[AIM OF THE EXERCISE] From the line containing "fn from(result: AckResult)" down to the last line of the records below, copy every line exactly. Leave out everything before it.

══ MATERIAL FOR THIS EXERCISE

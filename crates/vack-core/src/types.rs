use std::fmt;

use serde::{Deserialize, Serialize};

/// Field carrying the outcome tag.
pub const FIELD_RESULT: &str = "result";
/// Field carrying the version counter on success/mismatch outcomes.
pub const FIELD_VERSION: &str = "version";
/// Optional field carrying the server-reported reason on error outcomes.
pub const FIELD_REASON: &str = "reason";
/// Fields with protocol meaning; a value key must not collide with these.
pub const RESERVED_FIELDS: [&str; 3] = [FIELD_RESULT, FIELD_VERSION, FIELD_REASON];
/// Reason reported when an error outcome carries no usable reason string.
pub const UNKNOWN_REASON: &str = "unknown";

/// Revision counter of an externally owned resource.
#[derive(
    Debug, Clone, Copy, Default, PartialEq, Eq, PartialOrd, Ord, Hash, Serialize, Deserialize,
)]
#[serde(transparent)]
pub struct Version(pub u64);

impl fmt::Display for Version {
    fn fmt(&self, f: &mut fmt::Formatter<'_>) -> fmt::Result {
        self.0.fmt(f)
    }
}

/// Outcome of an acknowledgment that carries a version and value.
#[derive(Debug, Clone, Copy, PartialEq, Eq, Hash, Serialize, Deserialize)]
#[serde(rename_all = "kebab-case")]
pub enum AckResult {
    Success,
    VersionMismatch,
}

impl AckResult {
    /// Wire tag for this result.
    pub fn as_str(self) -> &'static str {
        match self {
            Self::Success => "success",
            Self::VersionMismatch => "version-mismatch",
        }
    }
}

impl fmt::Display for AckResult {
    fn fmt(&self, f: &mut fmt::Formatter<'_>) -> fmt::Result {
        f.write_str(self.as_str())
    }
}

/// Discriminant of an acknowledgment response.
#[derive(Debug, Clone, Copy, PartialEq, Eq, Hash, Serialize, Deserialize)]
#[serde(rename_all = "kebab-case")]
pub enum AckOutcome {
    Success,
    VersionMismatch,
    Error,
}

impl AckOutcome {
    /// Parses a wire tag. Unknown tags yield `None`.
    pub fn from_tag(tag: &str) -> Option<Self> {
        match tag {
            "success" => Some(Self::Success),
            "version-mismatch" => Some(Self::VersionMismatch),
            "error" => Some(Self::Error),
            _ => None,
        }
    }

    /// Wire tag for this outcome.
    pub fn as_str(self) -> &'static str {
        match self {
            Self::Success => "success",
            Self::VersionMismatch => "version-mismatch",
            Self::Error => "error",
        }
    }

    /// Versioned result for outcomes that carry a version, `None` for errors.
    pub fn versioned(self) -> Option<AckResult> {
        match self {
            Self::Success => Some(AckResult::Success),
            Self::VersionMismatch => Some(AckResult::VersionMismatch),
            Self::Error => None,
        }
    }
}

impl From<AckResult> for AckOutcome {
    fn from(result: AckResult) -> Self {
        match result {
            AckResult::Success => Self::Success,
            AckResult::VersionMismatch => Self::VersionMismatch,
        }
    }
}

impl fmt::Display for AckOutcome {
    fn fmt(&self, f: &mut fmt::Formatter<'_>) -> fmt::Result {
        f.write_str(self.as_str())
    }
}

#[cfg(test)]
mod tests {
    use super::{AckOutcome, AckResult, Version};

    #[test]
    fn outcome_tags_match_wire_names() {
        for outcome in [
            AckOutcome::Success,
            AckOutcome::VersionMismatch,
            AckOutcome::Error,
        ] {
            assert_eq!(AckOutcome::from_tag(outcome.as_str()), Some(outcome));
        }
        assert_eq!(AckOutcome::from_tag("Success"), None);
        assert_eq!(AckOutcome::from_tag(""), None);
    }

    #[test]
    fn only_error_outcome_lacks_versioned_result() {
        assert_eq!(AckOutcome::Success.versioned(), Some(AckResult::Success));
        assert_eq!(
            AckOutcome::VersionMismatch.versioned(),
            Some(AckResult::VersionMismatch)
        );
        assert_eq!(AckOutcome::Error.versioned(), None);
    }

    #[test]
    fn serde_uses_kebab_case_tags() {
        let json = serde_json::to_string(&AckResult::VersionMismatch).expect("serialize");
        assert_eq!(json, "\"version-mismatch\"");
        let parsed: AckOutcome = serde_json::from_str("\"error\"").expect("deserialize");
        assert_eq!(parsed, AckOutcome::Error);
    }

    #[test]
    fn version_is_transparent_on_the_wire() {
        let json = serde_json::to_string(&Version(7)).expect("serialize");
        assert_eq!(json, "7");
        assert_eq!(Version(3).to_string(), "3");
        assert!(Version(2) < Version(5));
    }
}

════

[ANSWER SECTION]
    fn from(result: AckResult) -> Self {
        match result {
            AckResult::Success => Self::Success,
            AckResult::VersionMismatch => Self::VersionMismatch,
        }
    }
}

impl fmt::Display for AckOutcome {
    fn fmt(&self, f: &mut fmt::Formatter<'_>) -> fmt::Result {
        f.write_str(self.as_str())
    }
}

#[cfg(test)]
mod tests {
    use super::{AckOutcome, AckResult, Version};

    #[test]
    fn outcome_tags_match_wire_names() {
        for outcome in [
            AckOutcome::Success,
            AckOutcome::VersionMismatch,
            AckOutcome::Error,
        ] {
            assert_eq!(AckOutcome::from_tag(outcome.as_str()), Some(outcome));
        }
        assert_eq!(AckOutcome::from_tag("Success"), None);
        assert_eq!(AckOutcome::from_tag(""), None);
    }

    #[test]
    fn only_error_outcome_lacks_versioned_result() {
        assert_eq!(AckOutcome::Success.versioned(), Some(AckResult::Success));
        assert_eq!(
            AckOutcome::VersionMismatch.versioned(),
            Some(AckResult::VersionMismatch)
        );
        assert_eq!(AckOutcome::Error.versioned(), None);
    }

    #[test]
    fn serde_uses_kebab_case_tags() {
        let json = serde_json::to_string(&AckResult::VersionMismatch).expect("serialize");
        assert_eq!(json, "\"version-mismatch\"");
        let parsed: AckOutcome = serde_json::from_str("\"error\"").expect("deserialize");
        assert_eq!(parsed, AckOutcome::Error);
    }

    #[test]
    fn version_is_transparent_on_the_wire() {
        let json = serde_json::to_string(&Version(7)).expect("serialize");
        assert_eq!(json, "7");
        assert_eq!(Version(3).to_string(), "3");
        assert!(Version(2) < Version(5));
    }
}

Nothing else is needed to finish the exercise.